_Task_: From the entries that follow, copy every line with the word "first".

_Data for review_:
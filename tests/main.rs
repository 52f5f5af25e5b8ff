use std::cell::{Cell, RefCell};
use std::rc::Rc;

use mockall::predicate::eq;
use mockall::Sequence;
use observe_reactive::{
	computed, effect, observe, ChangeInfo, Computed, Dependency, EffectOptions, Error, Field,
	Object, Runtime, Value,
};
use tracing_subscriber::EnvFilter;


use mock::Spy;

fn init() {
	let _ = tracing_subscriber::fmt()
		.with_env_filter(EnvFilter::from_default_env())
		.with_test_writer()
		.try_init();
}

fn int(field: Option<Field>) -> i64 {
	field.and_then(|f| f.as_int()).unwrap_or_default()
}

#[test]
fn dependency_is_recorded_once() {
	init();
	let runtime = Runtime::new();
	let object = Object::new().with("a", 1);
	let state = runtime.observe(object.clone());

	let reader = runtime.effect({
		let state = state.clone();
		move || int(state.get("a"))
	});

	assert_eq!(runtime.subscriber_count(&object, "a"), 1);
	assert_eq!(reader.dependency_count(), 1);
	assert_eq!(
		reader.dependencies(),
		vec![Dependency::field(object.id(), "a")]
	);

	assert_eq!(reader.call(), Some(1));
	assert_eq!(runtime.subscriber_count(&object, "a"), 1);
	assert_eq!(reader.dependency_count(), 1);
}

#[test]
fn write_reruns_effect() {
	init();
	let runtime = Runtime::new();
	let state = runtime.observe(Object::new().with("a", 1));
	let log = Rc::new(RefCell::new(Vec::new()));

	runtime.effect({
		let state = state.clone();
		let log = log.clone();
		move || log.borrow_mut().push(int(state.get("a")))
	});

	state.set("a", 2);

	assert_eq!(*log.borrow(), vec![1, 2]);
}

#[test]
fn every_write_propagates() {
	init();
	let runtime = Runtime::new();
	let state = runtime.observe(Object::new().with("a", 1));
	let mock = mock::SharedMock::new();

	mock.get().expect_trigger().with(eq(1)).times(3).return_const(());

	runtime.effect({
		let state = state.clone();
		let mock = mock.clone();
		move || {
			let a = int(state.get("a"));
			mock.get().trigger(a);
		}
	});

	state.set("a", 1);
	state.set("a", 1);

	mock.get().checkpoint();
}

#[test]
fn plain_subscribers_run_before_memoized() {
	init();
	let runtime = Runtime::new();
	let state = runtime.observe(Object::new().with("a", 1));
	let mock = mock::SharedMock::new();

	mock.get().expect_compute().with(eq(1)).times(1).return_const(());
	mock.get().expect_trigger().with(eq(1)).times(1).return_const(());

	// registered first, still runs last
	let memoized = runtime.effect_with(
		{
			let state = state.clone();
			let mock = mock.clone();
			move || {
				let a = int(state.get("a"));
				mock.get().compute(a);
			}
		},
		EffectOptions::new().computed().named("memoized"),
	);

	runtime.effect({
		let state = state.clone();
		let mock = mock.clone();
		move || {
			let a = int(state.get("a"));
			mock.get().trigger(a);
		}
	});

	assert!(memoized.is_computed());
	assert!(!memoized.is_lazy());
	mock.get().checkpoint();

	let mut seq = Sequence::new();
	mock.get()
		.expect_trigger()
		.with(eq(2))
		.times(1)
		.in_sequence(&mut seq)
		.return_const(());
	mock.get()
		.expect_compute()
		.with(eq(2))
		.times(1)
		.in_sequence(&mut seq)
		.return_const(());

	state.set("a", 2);

	mock.get().checkpoint();
}

#[test]
fn computed_is_observed_after_plain_effects() {
	init();
	let runtime = Runtime::new();
	let state = runtime.observe(Object::new().with("a", 1));
	let log = Rc::new(RefCell::new(Vec::<String>::new()));

	let tenfold = runtime.computed({
		let state = state.clone();
		let log = log.clone();
		move || {
			log.borrow_mut().push("computed".into());
			int(state.get("a")) * 10
		}
	});

	runtime.effect({
		let tenfold = tenfold.clone();
		let log = log.clone();
		move || {
			let value = tenfold.get();
			log.borrow_mut().push(format!("reader:{:?}", value));
		}
	});

	runtime.effect({
		let state = state.clone();
		let log = log.clone();
		move || {
			let a = int(state.get("a"));
			log.borrow_mut().push(format!("plain:{}", a));
		}
	});

	assert_eq!(*log.borrow(), vec!["computed", "reader:Ok(10)", "plain:1"]);
	log.borrow_mut().clear();

	state.set("a", 2);

	assert_eq!(*log.borrow(), vec!["plain:2", "computed", "reader:Ok(20)"]);
}

#[test]
fn self_write_does_not_recurse() {
	init();
	let runtime = Runtime::new();
	let state = runtime.observe(Object::new().with("n", 0));
	let runs = Rc::new(Cell::new(0));

	runtime.effect({
		let state = state.clone();
		let runs = runs.clone();
		move || {
			runs.set(runs.get() + 1);
			let n = int(state.get("n"));
			state.set("n", n + 1);
		}
	});

	assert_eq!(runs.get(), 1);
	assert_eq!(state.target().get_raw("n"), Some(Value::Int(1)));

	state.set("n", 10);

	assert_eq!(runs.get(), 2);
	assert_eq!(state.target().get_raw("n"), Some(Value::Int(11)));
}

#[test]
fn nested_objects_are_observed_lazily() {
	init();
	let runtime = Runtime::new();
	let inner = Object::new().with("y", 1);
	let state = runtime.observe(Object::new().with("x", inner.clone()).with("z", 0));
	let runs = Rc::new(Cell::new(0));

	assert!(matches!(state.target().get_raw("x"), Some(Value::Object(_))));

	runtime.effect({
		let state = state.clone();
		let runs = runs.clone();
		move || {
			runs.set(runs.get() + 1);
			int(state.get("z"));
		}
	});
	assert_eq!(runtime.subscriber_count(&inner, "y"), 0);

	let x = match state.get("x") {
		Some(Field::Object(x)) => x,
		other => panic!("expected an observed object, got {:?}", other),
	};
	assert_eq!(x.target(), &inner);

	runtime.effect({
		let x = x.clone();
		let runs = runs.clone();
		move || {
			runs.set(runs.get() + 1);
			int(x.get("y"));
		}
	});
	assert_eq!(runtime.subscriber_count(&inner, "y"), 1);
	assert_eq!(runs.get(), 2);

	if let Some(x) = state.object("x") {
		x.set("y", 2);
	}
	assert_eq!(runs.get(), 3);
}

#[test]
fn untracked_write_is_a_noop() {
	init();
	let runtime = Runtime::new();
	let object = Object::new().with("a", 1);
	let state = runtime.observe(object.clone());
	let runs = Rc::new(Cell::new(0));

	state.set("never-read", 1);
	runtime.trigger(
		&Object::new(),
		"a",
		ChangeInfo {
			old_value: None,
			new_value: Value::Null,
		},
	);

	runtime.effect({
		let state = state.clone();
		let runs = runs.clone();
		move || {
			runs.set(runs.get() + 1);
			int(state.get("a"));
			int(state.get(""));
		}
	});

	state.set("b", 2);
	// empty keys are never propagated
	state.set("", 3);

	assert_eq!(runs.get(), 1);
	assert_eq!(runtime.subscriber_count(&object, "b"), 0);
}

#[test]
fn computed_is_deferred_and_cached() {
	init();
	let runtime = Runtime::new();
	let state = runtime.observe(Object::new().with("a", 2));
	let mock = mock::SharedMock::new();

	mock.get().expect_compute().times(0).return_const(());

	let double = runtime.computed({
		let state = state.clone();
		let mock = mock.clone();
		move || {
			let a = int(state.get("a"));
			mock.get().compute(a);
			a * 2
		}
	});

	assert!(double.is_dirty());
	assert_eq!(double.peek(), None);
	assert!(double.computation().is_lazy());
	assert!(double.computation().is_computed());
	mock.get().checkpoint();

	mock.get().expect_compute().with(eq(2)).times(1).return_const(());
	assert_eq!(double.get(), Ok(4));
	assert_eq!(double.get(), Ok(4));
	mock.get().checkpoint();

	mock.get().expect_compute().times(0).return_const(());
	state.set("a", 5);
	assert!(double.is_dirty());
	mock.get().checkpoint();

	mock.get().expect_compute().with(eq(5)).times(1).return_const(());
	assert_eq!(double.get(), Ok(10));
	mock.get().checkpoint();
}

#[test]
fn computed_chain_propagates() {
	init();
	let runtime = Runtime::new();
	let state = runtime.observe(Object::new().with("a", 1));

	let double = runtime.computed({
		let state = state.clone();
		move || int(state.get("a")) * 2
	});
	let quadruple = runtime.computed({
		let double = double.clone();
		move || double.get().unwrap_or_default() * 2
	});

	let seen = Rc::new(RefCell::new(Vec::new()));
	runtime.effect({
		let quadruple = quadruple.clone();
		let seen = seen.clone();
		move || seen.borrow_mut().push(quadruple.get())
	});

	state.set("a", 3);

	assert_eq!(*seen.borrow(), vec![Ok(4), Ok(12)]);
}

#[test]
fn effect_reading_source_and_computed_sees_fresh_value() {
	init();
	let runtime = Runtime::new();
	let state = runtime.observe(Object::new().with("a", 1));
	let seen = Rc::new(RefCell::new(Vec::new()));

	let double = runtime.computed({
		let state = state.clone();
		move || int(state.get("a")) * 2
	});

	runtime.effect({
		let state = state.clone();
		let double = double.clone();
		let seen = seen.clone();
		move || {
			let a = int(state.get("a"));
			let doubled = double.get().unwrap_or_default();
			seen.borrow_mut().push((a, doubled));
		}
	});

	state.set("a", 2);

	assert_eq!(*seen.borrow(), vec![(1, 2), (2, 4)]);
}

#[test]
fn dirty_computed_still_reaches_readers() {
	init();
	let runtime = Runtime::new();
	let state = runtime.observe(Object::new().with("a", 0));
	let seen = Rc::new(RefCell::new(Vec::new()));

	let double = runtime.computed({
		let state = state.clone();
		move || int(state.get("a")) * 2
	});

	// the first run writes the source, leaving the computed dirty with no
	// reader re-run
	runtime.effect({
		let state = state.clone();
		let double = double.clone();
		let seen = seen.clone();
		move || {
			let value = double.get().unwrap_or_default();
			seen.borrow_mut().push(value);
			if seen.borrow().len() == 1 {
				state.set("a", 5);
			}
		}
	});
	assert!(double.is_dirty());

	state.set("a", 10);

	assert_eq!(*seen.borrow(), vec![0, 20]);
}

#[test]
fn computeds_sharing_a_source_rerun_reader_once() {
	init();
	let runtime = Runtime::new();
	let state = runtime.observe(Object::new().with("a", 1));
	let pairs = Rc::new(RefCell::new(Vec::new()));

	let double = runtime.computed({
		let state = state.clone();
		move || int(state.get("a")) * 2
	});
	let triple = runtime.computed({
		let state = state.clone();
		move || int(state.get("a")) * 3
	});

	runtime.effect({
		let double = double.clone();
		let triple = triple.clone();
		let pairs = pairs.clone();
		move || {
			let pair = (double.get(), triple.get());
			pairs.borrow_mut().push(pair);
		}
	});

	state.set("a", 2);
	state.set("a", 3);

	assert_eq!(
		*pairs.borrow(),
		vec![(Ok(2), Ok(3)), (Ok(4), Ok(6)), (Ok(6), Ok(9))]
	);
}

#[test]
fn stopped_computed_keeps_last_value() {
	init();
	let runtime = Runtime::new();
	let state = runtime.observe(Object::new().with("a", 1));

	let unread = runtime.computed({
		let state = state.clone();
		move || int(state.get("a"))
	});
	unread.computation().stop();
	assert_eq!(unread.get(), Err(Error::Stopped { name: "<unnamed>" }));

	let total = runtime.computed_with(
		{
			let state = state.clone();
			move || int(state.get("a"))
		},
		EffectOptions::new().named("total"),
	);
	assert_eq!(total.get(), Ok(1));

	total.computation().stop();
	state.set("a", 2);

	assert_eq!(total.get(), Ok(1));
	assert_eq!(runtime.subscriber_count(state.target(), "a"), 0);
	assert_eq!(
		Error::Stopped { name: "total" }.to_string(),
		"computed `total` is stopped"
	);
}

#[test]
fn computed_reading_itself_reports_cycle() {
	init();
	let runtime = Runtime::new();
	let slot: Rc<RefCell<Option<Computed<i64>>>> = Rc::new(RefCell::new(None));

	let looping = runtime.computed({
		let slot = slot.clone();
		move || match slot.borrow().as_ref().map(Computed::get) {
			Some(Err(Error::Cycle { .. })) => -1,
			Some(Ok(value)) => value,
			_ => 0,
		}
	});
	*slot.borrow_mut() = Some(looping.clone());

	assert_eq!(looping.get(), Ok(-1));

	slot.borrow_mut().take();
}

#[test]
fn panicking_effect_keeps_tracking_intact() {
	init();
	let runtime = Runtime::new();
	let state = runtime.observe(Object::new().with("a", 1).with("b", 1));

	runtime.effect({
		let state = state.clone();
		move || {
			if int(state.get("a")) == 2 {
				panic!("a must not be 2");
			}
		}
	});

	let result = std::panic::catch_unwind(std::panic::AssertUnwindSafe(|| state.set("a", 2)));
	assert!(result.is_err());
	assert_eq!(runtime.active(), None);

	let runs = Rc::new(Cell::new(0));
	let reader = runtime.effect({
		let state = state.clone();
		let runs = runs.clone();
		move || {
			runs.set(runs.get() + 1);
			int(state.get("b"));
		}
	});
	assert_eq!(reader.dependency_count(), 1);

	state.set("b", 2);
	assert_eq!(runs.get(), 2);
}

#[test]
fn stopped_effect_never_runs() {
	init();
	let runtime = Runtime::new();
	let object = Object::new().with("a", 1);
	let state = runtime.observe(object.clone());
	let runs = Rc::new(Cell::new(0));

	let watcher = runtime.effect({
		let state = state.clone();
		let runs = runs.clone();
		move || {
			runs.set(runs.get() + 1);
			int(state.get("a"));
		}
	});

	watcher.stop();
	assert!(watcher.is_stopped());
	assert_eq!(watcher.dependency_count(), 0);
	assert_eq!(runtime.subscriber_count(&object, "a"), 0);

	state.set("a", 2);
	assert_eq!(watcher.call(), None);
	assert_eq!(runs.get(), 1);
}

#[test]
fn lazy_effect_waits_for_call() {
	init();
	let runtime = Runtime::new();
	let state = runtime.observe(Object::new().with("a", 4));

	let lazy = runtime.effect_with(
		{
			let state = state.clone();
			move || int(state.get("a")) + 1
		},
		EffectOptions::new().lazy(),
	);

	assert_eq!(lazy.dependency_count(), 0);
	assert_eq!(lazy.call(), Some(5));
	assert_eq!(lazy.dependency_count(), 1);
}

#[test]
fn untrack_skips_recording() {
	init();
	let runtime = Runtime::new();
	let object = Object::new().with("a", 1).with("b", 1);
	let state = runtime.observe(object.clone());

	runtime.effect({
		let state = state.clone();
		let runtime = runtime.clone();
		move || {
			int(state.get("a"));
			runtime.untrack(|| int(state.get("b")));
		}
	});

	assert_eq!(runtime.subscriber_count(&object, "a"), 1);
	assert_eq!(runtime.subscriber_count(&object, "b"), 0);
}

#[test]
fn runtimes_are_independent() {
	init();
	let first = Runtime::new();
	let second = Runtime::new();
	let object = Object::new().with("a", 1);
	let state = first.observe(object.clone());
	let runs = Rc::new(Cell::new(0));

	second.effect({
		let state = state.clone();
		let runs = runs.clone();
		move || {
			runs.set(runs.get() + 1);
			int(state.get("a"));
		}
	});

	state.set("a", 2);

	assert_eq!(runs.get(), 1);
	assert_eq!(first.subscriber_count(&object, "a"), 0);
	assert_eq!(second.subscriber_count(&object, "a"), 0);
}

#[test]
fn macros_capture_clones() {
	init();
	let state = observe(Object::new().with("a", 1));
	let log = Rc::new(RefCell::new(Vec::new()));

	let total = observe_reactive::computed!((state) {
		int(state.get("a")) + 100
	});

	observe_reactive::effect!((total, log) {
		log.borrow_mut().push(total.get());
	});

	state.set("a", 2);

	assert_eq!(*log.borrow(), vec![Ok(101), Ok(102)]);
}

#[test]
fn free_functions_share_default_runtime() {
	init();
	let state = observe(Object::new().with("a", 1));
	assert_eq!(state.runtime(), Some(Runtime::current()));

	let doubled = computed({
		let state = state.clone();
		move || int(state.get("a")) * 2
	});

	let seen = Rc::new(RefCell::new(Vec::new()));
	effect({
		let doubled = doubled.clone();
		let seen = seen.clone();
		move || seen.borrow_mut().push(doubled.get())
	});

	state.update("a", |a| Value::Int(a.and_then(|a| a.as_int()).unwrap_or_default() + 1));

	assert_eq!(*seen.borrow(), vec![Ok(2), Ok(4)]);
}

_Response for this exercise_:
	// registered first, still runs last
	// the first run writes the source, leaving the computed dirty with no
	let first = Runtime::new();
	let state = first.observe(object.clone());
	assert_eq!(first.subscriber_count(&object, "a"), 0);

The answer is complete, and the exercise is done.